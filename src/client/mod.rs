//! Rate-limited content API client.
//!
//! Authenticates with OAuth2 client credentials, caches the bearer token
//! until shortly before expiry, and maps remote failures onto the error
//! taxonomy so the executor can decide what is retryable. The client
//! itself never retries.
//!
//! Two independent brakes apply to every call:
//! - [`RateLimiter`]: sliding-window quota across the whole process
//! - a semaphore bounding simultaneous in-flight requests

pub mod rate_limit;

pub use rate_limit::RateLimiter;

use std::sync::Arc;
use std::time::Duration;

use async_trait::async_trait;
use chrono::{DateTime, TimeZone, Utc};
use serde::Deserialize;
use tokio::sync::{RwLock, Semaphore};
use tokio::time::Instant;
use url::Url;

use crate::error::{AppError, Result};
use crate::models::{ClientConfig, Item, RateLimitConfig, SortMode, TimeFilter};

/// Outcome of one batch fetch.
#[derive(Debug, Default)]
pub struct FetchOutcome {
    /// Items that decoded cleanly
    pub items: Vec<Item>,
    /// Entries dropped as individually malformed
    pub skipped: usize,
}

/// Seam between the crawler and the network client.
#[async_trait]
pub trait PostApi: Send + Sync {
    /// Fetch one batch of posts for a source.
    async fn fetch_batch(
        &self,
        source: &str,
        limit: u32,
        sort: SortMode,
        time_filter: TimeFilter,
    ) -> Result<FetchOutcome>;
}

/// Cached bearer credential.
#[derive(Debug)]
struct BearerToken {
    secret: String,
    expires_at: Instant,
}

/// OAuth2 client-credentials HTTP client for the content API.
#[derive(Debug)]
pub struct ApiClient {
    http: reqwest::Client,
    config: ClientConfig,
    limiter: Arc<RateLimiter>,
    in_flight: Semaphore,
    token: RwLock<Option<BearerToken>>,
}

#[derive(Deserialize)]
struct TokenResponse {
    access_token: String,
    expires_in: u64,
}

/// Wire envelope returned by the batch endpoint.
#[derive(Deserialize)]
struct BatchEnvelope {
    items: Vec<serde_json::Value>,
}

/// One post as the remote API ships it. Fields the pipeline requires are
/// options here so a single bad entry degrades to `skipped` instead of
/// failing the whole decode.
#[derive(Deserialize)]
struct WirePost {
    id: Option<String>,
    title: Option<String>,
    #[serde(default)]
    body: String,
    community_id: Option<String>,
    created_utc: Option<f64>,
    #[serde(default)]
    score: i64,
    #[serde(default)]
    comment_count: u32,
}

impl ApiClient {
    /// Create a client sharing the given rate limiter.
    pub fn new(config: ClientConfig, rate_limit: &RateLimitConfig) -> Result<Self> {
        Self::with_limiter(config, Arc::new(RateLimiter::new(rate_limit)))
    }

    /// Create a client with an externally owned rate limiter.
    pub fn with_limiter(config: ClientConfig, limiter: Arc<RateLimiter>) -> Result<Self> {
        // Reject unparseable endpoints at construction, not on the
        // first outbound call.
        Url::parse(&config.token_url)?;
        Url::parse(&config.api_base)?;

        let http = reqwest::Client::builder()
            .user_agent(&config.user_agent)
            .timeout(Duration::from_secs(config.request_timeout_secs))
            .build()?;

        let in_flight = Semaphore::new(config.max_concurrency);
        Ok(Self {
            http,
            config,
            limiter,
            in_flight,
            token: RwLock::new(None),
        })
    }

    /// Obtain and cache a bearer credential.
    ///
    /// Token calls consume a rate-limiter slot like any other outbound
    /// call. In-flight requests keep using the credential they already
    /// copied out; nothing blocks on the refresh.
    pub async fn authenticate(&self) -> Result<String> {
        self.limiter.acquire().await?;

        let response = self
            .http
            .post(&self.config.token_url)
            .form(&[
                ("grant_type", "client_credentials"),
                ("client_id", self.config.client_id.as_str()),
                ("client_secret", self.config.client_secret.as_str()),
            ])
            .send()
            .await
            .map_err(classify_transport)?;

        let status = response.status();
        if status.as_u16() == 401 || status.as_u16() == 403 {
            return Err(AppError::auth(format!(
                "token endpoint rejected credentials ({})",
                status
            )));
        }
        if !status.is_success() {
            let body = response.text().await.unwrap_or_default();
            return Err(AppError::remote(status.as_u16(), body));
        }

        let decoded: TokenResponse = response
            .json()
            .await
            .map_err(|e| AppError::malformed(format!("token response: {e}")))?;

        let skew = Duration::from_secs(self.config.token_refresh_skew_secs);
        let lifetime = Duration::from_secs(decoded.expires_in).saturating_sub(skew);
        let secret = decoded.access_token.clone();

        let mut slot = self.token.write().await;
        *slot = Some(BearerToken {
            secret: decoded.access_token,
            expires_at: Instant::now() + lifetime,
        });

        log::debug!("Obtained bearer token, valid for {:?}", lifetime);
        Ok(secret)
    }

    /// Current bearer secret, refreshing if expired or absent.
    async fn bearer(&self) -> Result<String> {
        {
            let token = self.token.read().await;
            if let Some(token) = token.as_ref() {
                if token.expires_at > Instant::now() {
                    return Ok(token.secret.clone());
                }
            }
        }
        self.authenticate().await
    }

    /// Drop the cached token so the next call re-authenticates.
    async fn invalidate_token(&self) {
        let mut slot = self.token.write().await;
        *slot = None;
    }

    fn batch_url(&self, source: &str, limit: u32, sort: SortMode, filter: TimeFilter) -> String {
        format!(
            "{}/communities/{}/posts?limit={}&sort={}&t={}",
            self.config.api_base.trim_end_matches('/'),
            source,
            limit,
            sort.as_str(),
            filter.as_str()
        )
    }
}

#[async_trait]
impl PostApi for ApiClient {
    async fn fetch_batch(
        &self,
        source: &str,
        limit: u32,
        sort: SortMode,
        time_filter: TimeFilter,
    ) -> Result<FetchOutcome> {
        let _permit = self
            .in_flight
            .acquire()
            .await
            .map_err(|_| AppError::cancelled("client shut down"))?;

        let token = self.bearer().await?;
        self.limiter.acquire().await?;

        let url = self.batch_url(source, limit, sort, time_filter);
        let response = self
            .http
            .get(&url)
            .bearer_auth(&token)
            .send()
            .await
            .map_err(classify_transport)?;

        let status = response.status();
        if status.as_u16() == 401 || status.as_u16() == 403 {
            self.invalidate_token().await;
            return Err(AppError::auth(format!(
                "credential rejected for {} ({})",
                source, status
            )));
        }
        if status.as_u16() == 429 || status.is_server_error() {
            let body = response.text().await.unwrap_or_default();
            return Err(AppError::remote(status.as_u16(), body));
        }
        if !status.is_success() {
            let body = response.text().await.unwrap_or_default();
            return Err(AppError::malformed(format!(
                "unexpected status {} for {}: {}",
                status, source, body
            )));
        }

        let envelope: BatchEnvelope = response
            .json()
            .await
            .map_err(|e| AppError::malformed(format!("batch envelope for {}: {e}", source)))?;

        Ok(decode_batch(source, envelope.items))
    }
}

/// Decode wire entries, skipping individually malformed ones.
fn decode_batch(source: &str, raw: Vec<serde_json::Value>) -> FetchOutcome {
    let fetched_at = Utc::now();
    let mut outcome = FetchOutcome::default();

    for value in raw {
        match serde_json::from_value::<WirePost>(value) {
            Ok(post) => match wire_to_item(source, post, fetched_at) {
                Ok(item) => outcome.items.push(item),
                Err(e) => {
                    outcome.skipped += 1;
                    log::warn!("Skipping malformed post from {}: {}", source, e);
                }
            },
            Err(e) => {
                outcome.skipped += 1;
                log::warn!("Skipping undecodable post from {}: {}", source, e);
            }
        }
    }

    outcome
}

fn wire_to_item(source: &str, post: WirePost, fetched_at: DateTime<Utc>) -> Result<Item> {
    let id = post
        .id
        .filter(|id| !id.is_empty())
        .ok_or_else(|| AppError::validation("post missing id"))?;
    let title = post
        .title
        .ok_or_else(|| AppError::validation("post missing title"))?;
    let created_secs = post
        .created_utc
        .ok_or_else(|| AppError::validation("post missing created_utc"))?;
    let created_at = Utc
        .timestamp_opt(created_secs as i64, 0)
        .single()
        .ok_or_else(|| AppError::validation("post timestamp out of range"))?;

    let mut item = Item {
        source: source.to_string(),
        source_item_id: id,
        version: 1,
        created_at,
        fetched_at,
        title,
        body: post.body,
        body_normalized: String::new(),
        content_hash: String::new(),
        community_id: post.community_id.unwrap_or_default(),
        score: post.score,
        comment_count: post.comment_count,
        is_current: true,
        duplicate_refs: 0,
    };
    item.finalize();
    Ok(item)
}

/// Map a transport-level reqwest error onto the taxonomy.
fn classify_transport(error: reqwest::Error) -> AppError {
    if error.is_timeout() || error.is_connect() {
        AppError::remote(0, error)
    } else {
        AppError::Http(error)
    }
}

Activity = Pull from the data each line where the string "posts" turns up.

Answer for the task =
    /// Fetch one batch of posts for a source.
            "{}/communities/{}/posts?limit={}&sort={}&t={}",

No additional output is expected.